The acrylic acid ester forming the acrylic acid ester polymer is also preferably a C2 or higher alkyl ester of acrylic acid, namely an acrylic acid alkyl ester in which the ester-forming alkyl group has not less than two carbon atoms, and more preferably not less than three carbon atoms. Conversely, the number of carbon atoms is preferably not more than 10, more preferably not more than 8, and further preferably not more than 6. This structure enables production of golf balls having a high wet spin rate.

The methacrylic acid ester polymer constituting the polymer block (II) is a polymer mainly containing methacrylic acid ester units. Preferably, the methacrylic acid ester units constitute not less than 60 mol %, and especially preferably not less than 80 mol % of the structural units of the methacrylic acid ester polymer. The methacrylic acid ester polymer constituting the polymer block (II) may have a stereoregular microstructure or a non-stereoregular microstructure, and preferably has a syndiotacticity of not more than 80%, especially of 60 to 75%.

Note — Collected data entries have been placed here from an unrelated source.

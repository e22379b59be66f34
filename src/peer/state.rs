//! Per-connection lifecycle
//!
//! ```text
//! ConnectionReceived ──► Pending ──Open──► Open ──Close──► Closed
//!                           └─────────────Close──────────────┘
//! ```
//!
//! `Closed` is terminal; a second close is a no-op.

use std::sync::Arc;
use std::time::Instant;

use super::{ConnectionId, PeerConnection, PeerId};

/// Connection lifecycle phase
#[derive(Debug, Clone, Copy, PartialEq, Eq)]
pub enum PeerPhase {
    /// Transport connected, data channel not open yet
    Pending,
    /// Registered with every listener
    Open,
    /// Deregistered from every listener
    ///
    /// Terminal. The bridge forgets a connection once it gets here, so this
    /// phase is only seen on a `PeerState` the caller still holds.
    Closed,
}

/// State tracked by the bridge for one connection
pub struct PeerState {
    /// Transport handle
    pub connection: Arc<dyn PeerConnection>,

    /// Current phase
    pub phase: PeerPhase,

    /// When the transport reported the connection
    pub received_at: Instant,

    /// When the data channel opened
    pub opened_at: Option<Instant>,

    /// Inbound data messages seen while open
    pub data_messages: u64,
}

impl PeerState {
    /// Track a newly received connection
    pub fn new(connection: Arc<dyn PeerConnection>) -> Self {
        Self {
            connection,
            phase: PeerPhase::Pending,
            received_at: Instant::now(),
            opened_at: None,
            data_messages: 0,
        }
    }

    pub fn id(&self) -> ConnectionId {
        self.connection.id()
    }

    pub fn peer(&self) -> &PeerId {
        self.connection.peer()
    }

    /// Move to `Open`; returns false unless the connection was pending
    pub fn open(&mut self) -> bool {
        if self.phase == PeerPhase::Pending {
            self.phase = PeerPhase::Open;
            self.opened_at = Some(Instant::now());
            true
        } else {
            false
        }
    }

    /// Move to `Closed`; returns false if already closed
    pub fn close(&mut self) -> bool {
        if self.phase == PeerPhase::Closed {
            false
        } else {
            self.phase = PeerPhase::Closed;
            true
        }
    }

    /// Record inbound data; returns false if the connection is not open
    pub fn on_data(&mut self) -> bool {
        if self.phase == PeerPhase::Open {
            self.data_messages += 1;
            true
        } else {
            false
        }
    }

    pub fn is_open(&self) -> bool {
        self.phase == PeerPhase::Open
    }
}

#[cfg(test)]
mod tests {
    use bytes::Bytes;

    use super::*;
    use crate::error::SendError;

    struct NullConnection(PeerId);

    impl PeerConnection for NullConnection {
        fn id(&self) -> ConnectionId {
            ConnectionId(7)
        }

        fn peer(&self) -> &PeerId {
            &self.0
        }

        fn send(&self, _payload: Bytes) -> Result<(), SendError> {
            Ok(())
        }
    }

    fn state() -> PeerState {
        PeerState::new(Arc::new(NullConnection(PeerId::new("viewer"))))
    }

    #[test]
    fn test_peer_lifecycle() {
        let mut state = state();
        assert_eq!(state.phase, PeerPhase::Pending);
        assert!(!state.on_data());

        assert!(state.open());
        assert!(state.is_open());
        assert!(state.opened_at.is_some());
        assert!(!state.open());

        assert!(state.on_data());
        assert_eq!(state.data_messages, 1);

        assert!(state.close());
        assert!(!state.close());
        assert_eq!(state.phase, PeerPhase::Closed);
    }

    #[test]
    fn test_close_while_pending() {
        let mut state = state();
        assert!(state.close());
        assert!(!state.open());
        assert_eq!(state.id(), ConnectionId(7));
        assert_eq!(state.peer().as_str(), "viewer");
    }
}
//! Bus message model
//!
//! Messages are a tagged variant keyed by schema: image topics carry
//! [`ImageMessage`], every other schema carries an opaque JSON record.
//! Each variant has its own wire encoding; there is no reflection.

pub mod camera;
pub mod topic;

pub use camera::{Encoding, ImageMessage};
pub use topic::{SchemaTag, Topic, IMAGE_SCHEMA};

use bytes::Bytes;
use serde_json::Value;

/// A structured record of any non-image schema
#[derive(Debug, Clone, PartialEq)]
pub struct RecordMessage {
    /// Schema the bus decoded this record with
    pub schema: SchemaTag,
    /// Decoded fields
    pub body: Value,
}

/// One delivery from the bus
#[derive(Debug, Clone, PartialEq)]
pub enum Message {
    /// Structured record
    Record(RecordMessage),
    /// Raw camera frame
    Image(ImageMessage),
}

impl Message {
    /// Create a record message
    pub fn record(schema: impl Into<SchemaTag>, body: Value) -> Self {
        Message::Record(RecordMessage {
            schema: schema.into(),
            body,
        })
    }

    /// Schema of this message
    pub fn schema(&self) -> SchemaTag {
        match self {
            Message::Record(record) => record.schema.clone(),
            Message::Image(_) => SchemaTag::image(),
        }
    }

    /// Encode to the JSON text sent over data channels
    ///
    /// A record encodes as its body alone, so `{"ok":true}` goes out verbatim.
    pub fn to_json(&self) -> Result<Bytes, serde_json::Error> {
        let bytes = match self {
            Message::Record(record) => serde_json::to_vec(&record.body)?,
            Message::Image(image) => serde_json::to_vec(image)?,
        };
        Ok(Bytes::from(bytes))
    }
}

impl From<ImageMessage> for Message {
    fn from(image: ImageMessage) -> Self {
        Message::Image(image)
    }
}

Examples of the methacrylic acid ester forming the methacrylic acid ester polymer include methyl methacrylate, ethyl methacrylate, n-propyl methacrylate, isopropyl methacrylate, n-butyl methacrylate, isobutyl methacrylate, sec-butyl methacrylate, tert-butyl methacrylate, amyl methacrylate, isoamyl methacrylate, n-hexyl methacrylate, cyclohexyl methacrylate, 2-ethylhexyl methacrylate, pentadecyl methacrylate, dodecyl methacrylate, isobornyl methacrylate, phenyl methacrylate, benzyl methacrylate, phenoxyethyl methacrylate, 2-hydroxyethyl methacrylate, and 2-methoxyethyl methacrylate. The methacrylic acid ester polymer may be formed of one, or two or more of these methacrylic acid esters.

In particular, the methacrylic acid ester polymer constituting the polymer block (II) is preferably a polymer mainly containing structure units derived from at least one methacrylic acid ester selected from the group consisting of methyl methacrylate, ethyl methacrylate, isopropyl methacrylate, n-butyl methacrylate, tert-butyl methacrylate, cyclohexyl methacrylate, and isobornyl methacrylate, in terms of increase in the wet spin rate of golf balls to be obtained, and is especially preferably a polymer mainly containing structural units derived from methyl methacrylate.

The methacrylic acid ester forming the methacrylic acid ester polymer is also preferably a C10 or lower alkyl ester of methacrylic acid, namely a methacrylic acid alkyl ester in which the ester-forming alkyl group has not more than 10 carbon atoms, more preferably not more than 5, and further preferably not more than 3. This structure enables production of golf balls having a high wet spin rate.

In the acrylic block copolymer, the acrylic acid ester polymer constituting the polymer block (I) and the methacrylic acid ester polymer constituting the polymer block (II) may each further contain, in addition to the structural units derived from the acrylic or methacrylic acid ester, structural units derived from other monomers to the extent not impairing the properties of each of the polymer blocks (in general, at a rate of not more than 40 mol % relative to all the structural units constituting the polymer block).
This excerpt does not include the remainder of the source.